Until I found CryptQueryObject: a very handy function that can open crypto objects with different formats. We can specify with the “dwExpectedContentTypeFlags” parameter the format(s) we expect, or accept all formats, and see what it detects. It returns notably:

  • pdwContentType: equal to “CERT_QUERY_CONTENT_SERIALIZED_CERT” in this case meaning that “the content is a serialized single certificate.”
  • ppvContext: pointer to a CERT_CONTEXT structure, in this case of a serialized certificate, which contains in particular:
  • pCertInfo: many metadata on the certificate with a CERT_INFO structure
  • pbCertEncoded: the certificate itself, so what we would expect to find in a classic .crt file

Simplified example usage:

CERT_CONTEXT* certContext = NULL;
if (!CryptQueryObject(
CERT_QUERY_OBJECT_FILE,
L"C:\\Users\\localuser1\\AppData\\Roaming\\Microsoft\\SystemCertificates\\My\\Certificates\\3B86DFC25CFB1B47EB4CBF53FD4028239D0C690E",
CERT_QUERY_CONTENT_FLAG_ALL,
CERT_QUERY_FORMAT_FLAG_ALL,
0,
NULL,
NULL,
NULL,
NULL,
NULL,
(const void**)&certContext
) || certContext == NULL)
{
if (certContext) CertFreeCertificateContext(certContext);
return false;
}

Alternative with the CertAddSerializedElementToStore() function

There’s also an alternative. By searching for CryptoAPI functions related to “serialized certificates” we can find this function: CertAddSerializedElementToStore. It can deal with such certificates but only to load them into a store… So, the idea is to:

  1. create a temporary store in memory, using CertOpenStore with “CERT_STORE_PROV_MEMORY” and “CERT_STORE_CREATE_NEW_FLAG
  2. load the serialized certificate into this temp store, using CertAddSerializedElementToStore
  3. this function returns the desired CERT_CONTEXT structure of the certificate (like above) in “ppvContext

It works properly and we get the same results, but it’s longer and less efficient I think.

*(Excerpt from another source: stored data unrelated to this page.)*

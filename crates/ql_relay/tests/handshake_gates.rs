//! Validator gate tests: every rejection path leaves the ledger unchanged
//! and every accepted transition lands exactly once.

use std::sync::{Arc, OnceLock};

use ql_crypto::ecdh::EphemeralKeyPair;
use ql_crypto::rng;
use ql_crypto::sign::SigningKeyPair;
use ql_proto::api::{ConfirmRequest, InitiateRequest, RespondRequest, SendMessageRequest};
use ql_proto::canonical;
use ql_proto::clock::ManualClock;
use ql_proto::encoding::b64;
use ql_proto::record::{HANDSHAKE_TTL_MS, SessionStatus};
use ql_proto::{MessageType, ProtocolError};
use ql_relay::{LedgerStore, MemoryAudit, MemoryDirectory, MemoryLedger, RelayValidator};

const T0: i64 = 1_700_000_000_000;
const IP: &str = "198.51.100.7";

/// RSA keygen is expensive; share one set of identities across tests.
fn keys() -> &'static [Arc<SigningKeyPair>; 3] {
    static KEYS: OnceLock<[Arc<SigningKeyPair>; 3]> = OnceLock::new();
    KEYS.get_or_init(|| {
        [
            Arc::new(SigningKeyPair::generate().expect("keygen")),
            Arc::new(SigningKeyPair::generate().expect("keygen")),
            Arc::new(SigningKeyPair::generate().expect("keygen")),
        ]
    })
}

struct Harness {
    ledger: Arc<MemoryLedger>,
    audit: Arc<MemoryAudit>,
    clock: Arc<ManualClock>,
    validator: Arc<RelayValidator>,
}

impl Harness {
    fn new() -> Self {
        let [u1, u2, u3] = keys();
        let directory = Arc::new(MemoryDirectory::new());
        directory.register("u1", u1.public_spki_der().expect("spki"));
        directory.register("u2", u2.public_spki_der().expect("spki"));
        directory.register("u3", u3.public_spki_der().expect("spki"));
        directory.register_without_key("keyless");

        let ledger = Arc::new(MemoryLedger::new());
        let audit = Arc::new(MemoryAudit::new());
        let clock = Arc::new(ManualClock::new(T0));
        let validator = Arc::new(RelayValidator::new(
            directory,
            ledger.clone(),
            audit.clone(),
            clock.clone(),
        ));
        Self { ledger, audit, clock, validator }
    }

    async fn record(&self, session_id: &str) -> ql_proto::HandshakeRecord {
        self.ledger
            .get_record(session_id)
            .await
            .expect("ledger")
            .expect("record exists")
    }

    /// Drive u1 → u2 through Init and Respond.
    async fn responded_session(&self) -> String {
        let (req, _, _) = init_request(&keys()[0], "u2", self.clock_now());
        let session_id = self
            .validator
            .initiate("u1", IP, &req)
            .await
            .expect("initiate")
            .session_id;

        let (respond, _, _) = respond_request(&keys()[1], &session_id, self.clock_now());
        self.validator
            .respond("u2", IP, &respond)
            .await
            .expect("respond");
        session_id
    }

    /// Drive a session all the way to Completed.
    async fn completed_session(&self) -> String {
        let session_id = self.responded_session().await;
        self.validator
            .confirm("u1", IP, &confirm_request(&session_id, true))
            .await
            .expect("initiator confirm");
        self.validator
            .confirm("u2", IP, &confirm_request(&session_id, false))
            .await
            .expect("responder confirm");
        session_id
    }

    fn clock_now(&self) -> i64 {
        use ql_proto::Clock;
        self.clock.now_ms()
    }
}

fn init_request(
    identity: &SigningKeyPair,
    responder_id: &str,
    timestamp: i64,
) -> (InitiateRequest, EphemeralKeyPair, [u8; 32]) {
    let ephemeral = EphemeralKeyPair::generate();
    let nonce = rng::handshake_nonce();
    let ephemeral_public = b64(&ephemeral.public_bytes());
    let nonce_b64 = b64(&nonce);

    let payload =
        canonical::init_signing_payload(responder_id, &ephemeral_public, &nonce_b64, timestamp);
    let signature = b64(&identity.sign(&payload).expect("sign"));

    (
        InitiateRequest {
            responder_id: responder_id.to_string(),
            ephemeral_public,
            nonce: nonce_b64,
            timestamp,
            signature,
        },
        ephemeral,
        nonce,
    )
}

fn respond_request(
    identity: &SigningKeyPair,
    session_id: &str,
    timestamp: i64,
) -> (RespondRequest, EphemeralKeyPair, [u8; 32]) {
    let ephemeral = EphemeralKeyPair::generate();
    let nonce = rng::handshake_nonce();
    let ephemeral_public = b64(&ephemeral.public_bytes());
    let nonce_b64 = b64(&nonce);

    let payload =
        canonical::response_signing_payload(session_id, &ephemeral_public, &nonce_b64, timestamp);
    let signature = b64(&identity.sign(&payload).expect("sign"));

    (
        RespondRequest {
            session_id: session_id.to_string(),
            ephemeral_public,
            nonce: nonce_b64,
            timestamp,
            signature,
        },
        ephemeral,
        nonce,
    )
}

fn confirm_request(session_id: &str, is_initiator: bool) -> ConfirmRequest {
    // Gate tests only exercise relay-side checks; any 32-byte tag passes
    // the encoding gate (the relay cannot verify the HMAC itself).
    ConfirmRequest {
        session_id: session_id.to_string(),
        confirmation: b64(&rng::handshake_nonce()),
        is_initiator,
    }
}

fn message_request(to: &str, session_id: &str, sequence: u64, timestamp: i64) -> SendMessageRequest {
    SendMessageRequest {
        to: to.to_string(),
        session_id: session_id.to_string(),
        ciphertext: b64(b"opaque-ciphertext"),
        iv: b64(&rng::gcm_iv()),
        message_type: MessageType::Text,
        sequence_number: sequence,
        nonce: b64(&rng::handshake_nonce()),
        timestamp,
        file_metadata: None,
    }
}

// ── Handshake lifecycle ──────────────────────────────────────────────────────

#[tokio::test]
async fn full_handshake_reaches_completed() {
    let h = Harness::new();
    let session_id = h.completed_session().await;

    let record = h.record(&session_id).await;
    assert_eq!(record.status, SessionStatus::Completed);
    assert!(record.initiator_confirmation.is_some());
    assert!(record.responder_confirmation.is_some());
    assert_eq!(record.completed_at, Some(T0));
}

#[tokio::test]
async fn responder_may_confirm_first() {
    let h = Harness::new();
    let session_id = h.responded_session().await;

    let first = h
        .validator
        .confirm("u2", IP, &confirm_request(&session_id, false))
        .await
        .unwrap();
    assert_eq!(first.status, SessionStatus::Confirmed);

    let second = h
        .validator
        .confirm("u1", IP, &confirm_request(&session_id, true))
        .await
        .unwrap();
    assert_eq!(second.status, SessionStatus::Completed);
}

#[tokio::test]
async fn reinitiating_mints_a_fresh_session() {
    let h = Harness::new();
    let (first, _, _) = init_request(&keys()[0], "u2", T0);
    let s1 = h.validator.initiate("u1", IP, &first).await.unwrap().session_id;

    h.clock.advance(1); // distinct creation millis → distinct minted id
    let (second, _, _) = init_request(&keys()[0], "u2", T0 + 1);
    let s2 = h.validator.initiate("u1", IP, &second).await.unwrap().session_id;

    assert_ne!(s1, s2);
    assert_eq!(h.record(&s1).await.status, SessionStatus::Initiated);
    assert_eq!(h.record(&s2).await.status, SessionStatus::Initiated);
}

// ── Freshness (scenario 2, P3) ───────────────────────────────────────────────

#[tokio::test]
async fn stale_init_is_rejected_before_any_record_exists() {
    let h = Harness::new();
    let stale = T0 - 10 * 60 * 1000;
    let (req, _, _) = init_request(&keys()[0], "u2", stale);

    let err = h.validator.initiate("u1", IP, &req).await.unwrap_err();
    assert_eq!(err, ProtocolError::TimestampExpired);

    // No record was created for the would-be minted id.
    assert!(h
        .ledger
        .get_record(&format!("u1|u2|{T0}"))
        .await
        .unwrap()
        .is_none());
    assert!(h.validator.pending("u2").await.unwrap().sessions.is_empty());
}

#[tokio::test]
async fn future_timestamps_are_equally_stale() {
    let h = Harness::new();
    let (req, _, _) = init_request(&keys()[0], "u2", T0 + 6 * 60 * 1000);
    assert_eq!(
        h.validator.initiate("u1", IP, &req).await.unwrap_err(),
        ProtocolError::TimestampExpired
    );
}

How did I find that they are “serialized certificates”?

I found a comment online saying that we can open them in Windows by assigning them the “.sst” extension, which then allows to open them with a double-click. We can see in the explorer that this extension corresponds to “Microsoft Serialized Certificate Store”.

Knowing this, I found the CertOpenStore CryptoAPI function that seemed capable of opening those “Microsoft Serialized Certificate Store” files, but it refused to open this file…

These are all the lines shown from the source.